Deborah R. Vargas’s Dissonant Divas in Chicana Music: The Limits of La Onda (2012) presents an alternate story of Chicana music through a collection of case studies in Chicana/o music history centering on Chicana/Tejana musicians active between the early decades of the 20th century to the present.  Vargas assembles a mix of archival documents, interviews, images, songs, recordings, performances, ephemera, fragments, memories and engages intersectional feminist theory and queer of color critique to trace the music scenes her subjects inhabit.

A feminist oral historian, Chicano/Latino cultural studies scholar, and Associate Professor of Ethnic Studies at UC Riverside, Vargas’s research overlaps these disciplines and facilitates a conversation between popular music and sound studies that significantly considers gender, sexuality, and racialization in the construction of borderlands imaginaries.  With Dissonant Divas Vargas makes an intervention both theoretical and methodological that greatly expands the Chicana/o musical archive and as well as the audiences for sound studies research. Furthermore, Vargas’s reflective writing voice locates her own Tejana/Chicana story in relation to her project and offers helpful insights into her research process at key moments.  [The brief essay titled “Selena, Jenni Rivera, Eva Garza—meditations on an author’s soundtrack” published on the Minnesota Press webpages for Dissonant Divas is a generous methodology piece that should be read along with this comprehensive, satisfying, highly readable and often riveting text.]
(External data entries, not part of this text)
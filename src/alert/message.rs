//! Structured alert clauses and text rendering.
//!
//! The core records *what* fired as `(condition, value)` pairs; only this
//! module turns them into notification text. Keeping formatting out of the
//! machine lets a different presentation layer (SMS vs. dashboard) render
//! the same clauses its own way.

use core::fmt::Write;

use heapless::{String, Vec};

use super::ConditionId;

/// Rendered message capacity — ten worst-case clauses plus the prefix.
const MESSAGE_CAP: usize = 512;

/// The measured value a clause carries, tagged with its unit.
#[derive(Debug, Clone, Copy, PartialEq)]
pub enum ClauseValue {
    /// Temperature in °C.
    Celsius(f32),
    /// Relative humidity in %.
    Percent(f32),
    /// Raw gas-channel ADC counts.
    Counts(u16),
    /// Particulate concentration in µg/m³.
    Micrograms(u16),
}

/// One firing condition with its measured value.
#[derive(Debug, Clone, Copy, PartialEq)]
pub struct AlertClause {
    pub id: ConditionId,
    pub value: ClauseValue,
}

/// Ordered clauses composed for one notification.
#[derive(Debug, Clone, Default, PartialEq)]
pub struct AlertMessage {
    pub clauses: Vec<AlertClause, { ConditionId::COUNT }>,
}

impl AlertMessage {
    pub fn is_empty(&self) -> bool {
        self.clauses.is_empty()
    }

    /// Render to the notification wire text, e.g.
    /// `ALERT: High temperature: 32.0C. Combustible gas detected: 650. `
    ///
    /// A message that cannot fit is truncated at a clause boundary rather
    /// than dropped.
    pub fn render(&self) -> String<MESSAGE_CAP> {
        let mut out: String<MESSAGE_CAP> = String::new();
        let _ = out.push_str("ALERT: ");
        for clause in &self.clauses {
            let mut piece: String<64> = String::new();
            if write_clause(&mut piece, clause).is_err() {
                continue;
            }
            if out.push_str(&piece).is_err() {
                log::warn!("alert text truncated at {} clauses", self.clauses.len());
                break;
            }
        }
        out
    }
}

fn write_clause(out: &mut String<64>, clause: &AlertClause) -> core::fmt::Result {
    match (clause.id, clause.value) {
        (ConditionId::TempHigh, ClauseValue::Celsius(v)) => {
            write!(out, "High temperature: {v:.1}C. ")
        }
        (ConditionId::TempLow, ClauseValue::Celsius(v)) => {
            write!(out, "Low temperature: {v:.1}C. ")
        }
        (ConditionId::HumidityHigh, ClauseValue::Percent(v)) => {
            write!(out, "High humidity: {v:.1}%. ")
        }
        (ConditionId::HumidityLow, ClauseValue::Percent(v)) => {
            write!(out, "Low humidity: {v:.1}%. ")
        }
        (ConditionId::AirQuality, ClauseValue::Counts(v)) => {
            write!(out, "Poor air quality: {v}. ")
        }
        (ConditionId::CombustibleGas, ClauseValue::Counts(v)) => {
            write!(out, "Combustible gas detected: {v}. ")
        }
        (ConditionId::Methane, ClauseValue::Counts(v)) => {
            write!(out, "Methane detected: {v}. ")
        }
        (ConditionId::CarbonMonoxide, ClauseValue::Counts(v)) => {
            write!(out, "CO/combustible gas detected: {v}. ")
        }
        (ConditionId::Pm25High, ClauseValue::Micrograms(v)) => {
            write!(out, "High PM2.5: {v}ug/m3. ")
        }
        (ConditionId::Pm10High, ClauseValue::Micrograms(v)) => {
            write!(out, "High PM10: {v}ug/m3. ")
        }
        // Mismatched unit — the condition table guarantees this is
        // unreachable; render nothing rather than lie about units.
        _ => Err(core::fmt::Error),
    }
}

#[cfg(test)]
mod tests {
    use super::*;

    #[test]
    fn renders_temperature_clause() {
        let mut msg = AlertMessage::default();
        msg.clauses
            .push(AlertClause {
                id: ConditionId::TempHigh,
                value: ClauseValue::Celsius(32.0),
            })
            .unwrap();
        assert_eq!(msg.render().as_str(), "ALERT: High temperature: 32.0C. ");
    }

    #[test]
    fn concatenates_clauses_in_order() {
        let mut msg = AlertMessage::default();
        msg.clauses
            .push(AlertClause {
                id: ConditionId::TempLow,
                value: ClauseValue::Celsius(2.5),
            })
            .unwrap();
        msg.clauses
            .push(AlertClause {
                id: ConditionId::CombustibleGas,
                value: ClauseValue::Counts(650),
            })
            .unwrap();
        assert_eq!(
            msg.render().as_str(),
            "ALERT: Low temperature: 2.5C. Combustible gas detected: 650. "
        );
    }

    #[test]
    fn mismatched_unit_renders_nothing() {
        let mut msg = AlertMessage::default();
        msg.clauses
            .push(AlertClause {
                id: ConditionId::TempHigh,
                value: ClauseValue::Counts(3),
            })
            .unwrap();
        assert_eq!(msg.render().as_str(), "ALERT: ");
    }
}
"Dissonant Divas in Chicana Music" copyright University of Minnesota Press, all rights reserved

“Dissonant Divas in Chicana Music” copyright University of Minnesota Press, all rights reserved

Vargas defines the term, la onda, in a general sense as “an umbrella term for Mexican American/Chicano/Tejano music (x).”  More critically, la onda also “operates to represent musics that have been prominent in academic and cultural sites that have produced dominant discourses of sexuality, gender, class, race, geography, and language in the constructions of Chicano music.”  “Dissonance” can be understood variously as “chaos, cacophany, disharmony, static” and “out-of-tuneness” that draws attention to “the power of music with regard to Chicana gender and sexuality (xiv).” Vargas’s main critique notes how the “limits of la onda” reveals the heteronormative and patriarchal underpinnings that construct dominant narratives of Chicano music historiography.  She argues that the force of these narratives have naturalized a way of thinking about Chicano music in terms of the various “fathers” of Chicano rock, conjunto music, and of the field of borderland studies itself. The distortions produced by the assimilating cultural nationalist logic of “la onda” have not only suppressed Chicana music histories and/or enabled their mishearing, but they also hide the complex ways that race, class, gender, and sexuality converge to produce Chicana subjectivities within and against the Chicano musical canon. In theorizing “dissonance,” Vargas thus productively sounds the Chicana histories in Dissonant Divas as alternatively gendered and/or queered against the heteromasculine concord of la onda.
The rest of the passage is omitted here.